While Shandley does not explicitly assert that all 50-plus feature films reportedly made in Germany during the period equally evince such continuities with the past and across occupation zones, neither does he argue for any fundamental distinctions among the works. Except for the occasional mention of Hollywood, (e.g., It’s a Wonderful Life, p. 64), Italian Neorealist, or Nazi productions that he finds somehow parallel to a given German film under discussion, Shandley focuses resolutely on the one-third of the productions which he classifies under the “rubble” rubric, and which thus come to stand, as the book’s secondary title suggests, for all of immediate post-war German cinema.

Which, then, are these rubble films? Happily, the author avoids reifying the term as a genre (which he notes appeared in contemporaneous criticism as first a descriptive, then a pejorative label), instead pointing to detective tales, melodramas, and satiric comedies all within its span. (He thus neatly circumvents unproductive debate about “style” versus “genre” such as long dominated discussion of film noir; but he also regrettably stops short of engaging what could have been an insightful metadiscourse around his organizational category, such as Marc Vernet, James Naremore and others have recently brought to noir analyses.)

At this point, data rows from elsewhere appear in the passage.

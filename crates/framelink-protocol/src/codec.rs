//! Tokio codec for Framelink frames.
//!
//! `FramelinkCodec` bridges the framing layer to async byte streams
//! through Tokio's [`Decoder`]/[`Encoder`] traits, so a socket or serial
//! port wrapped in `Framed` speaks whole [`Frame`]s. It reuses the same
//! incremental [`Parser`] as the engine and the same wire encoding, but
//! performs no dispatch: correlation and listeners remain the engine's
//! business. Use the codec when a host wants framing only, for example
//! to forward frames between transports.
//!
//! # Usage with Tokio Framed
//!
//! ```no_run
//! use futures::{SinkExt, StreamExt};
//! use tokio_util::codec::Framed;
//! use framelink_protocol::{Frame, FramelinkCodec};
//!
//! # async fn example() -> framelink_core::Result<()> {
//! # let stream = tokio::io::duplex(64).0;
//! let mut framed = Framed::new(stream, FramelinkCodec::new());
//!
//! framed.send(Frame::new(0x80, 0x22, &b"AB"[..])).await?;
//! if let Some(frame) = framed.next().await {
//!     println!("received: {}", frame?);
//! }
//! # Ok(())
//! # }
//! ```

use crate::config::FrameConfig;
use crate::frame::Frame;
use crate::parser::Parser;
use crate::wire;
use bytes::BytesMut;
use framelink_core::{Error, Result};
use tokio_util::codec::{Decoder, Encoder};

/// Tokio codec speaking the Framelink wire format.
///
/// Both ends of a stream must use codecs built from the same
/// [`FrameConfig`], exactly like two engines sharing a link.
#[derive(Debug)]
pub struct FramelinkCodec {
    parser: Parser,
    config: FrameConfig,
}

impl FramelinkCodec {
    /// Codec with the default frame format.
    #[must_use]
    pub fn new() -> Self {
        Self::with_config(FrameConfig::default())
    }

    /// Codec with an explicit frame format.
    #[must_use]
    pub fn with_config(config: FrameConfig) -> Self {
        FramelinkCodec {
            parser: Parser::new(config.clone()),
            config,
        }
    }

    /// The frame format this codec was built with.
    #[must_use]
    pub fn config(&self) -> &FrameConfig {
        &self.config
    }
}

impl Default for FramelinkCodec {
    fn default() -> Self {
        Self::new()
    }
}

impl Decoder for FramelinkCodec {
    type Item = Frame;
    type Error = Error;

    /// Extract the next complete frame from the stream buffer.
    ///
    /// Damaged frames are dropped by the parser, never surfaced as
    /// errors: the stream resynchronizes on the next start-of-frame
    /// marker, matching the engine's behavior on a noisy transport.
    fn decode(&mut self, src: &mut BytesMut) -> Result<Option<Frame>> {
        let mut consumed = src.len();
        let mut decoded = None;
        for (i, &byte) in src.iter().enumerate() {
            if let Some(frame) = self.parser.accept_byte(byte) {
                consumed = i + 1;
                decoded = Some(frame);
                break;
            }
        }
        let _ = src.split_to(consumed);
        Ok(decoded)
    }
}

impl Encoder<Frame> for FramelinkCodec {
    type Error = Error;

    /// Encode a frame, including checksums, into the stream buffer.
    ///
    /// # Errors
    /// Returns [`Error::FrameTooLarge`] or [`Error::FieldOverflow`] when
    /// the frame does not fit the configured field widths.
    fn encode(&mut self, frame: Frame, dst: &mut BytesMut) -> Result<()> {
        wire::encode_frame(&self.config, &frame, dst)
    }
}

Shandley instead defines “rubble films” as a short-lived but important production “cycle.” It is recognizable in recurrent narrative and visual motifs of “the returning solider/coming home” theme and settings that register the aftermath of massive war: rubble-strewn streets, collapsed hotels, crumbling apartment houses (all usually studio-constructed sets, as Shandley reveals). He goes on to offer perceptive close readings of the chosen films’ “berubbled mise-en-scène,” casting, genre conventions, and character construction. One might quibble over the particular film selections or their parameters; for example, the strict and not fully justified insistence on 1949 as an end point precludes discussion of such a striking film as the 1951 German production Der Verlorene [The Lost One], directed by and starring Peter Lorre. But overall Shandley cogently argues the legitimacy and intellectual value of the “rubble film” category, taking thereby an approach that many instructors of German film and history may find a useful complement to other media research on the period (much of it available only in German.) Especially Shandley’s careful formal analysis of the films’ visual and audio construction adds a welcome and somewhat rare perspective to nationally-delineated cinema histories. He also provides some details about each film’s production and reception, essentially presenting the selected films as a series of historical/cultural case studies which, he argues, record rubble films’ “important role in the formation of a collective attitude toward the past, one that shaped many public debates in German in the decades thereafter (p. 4).”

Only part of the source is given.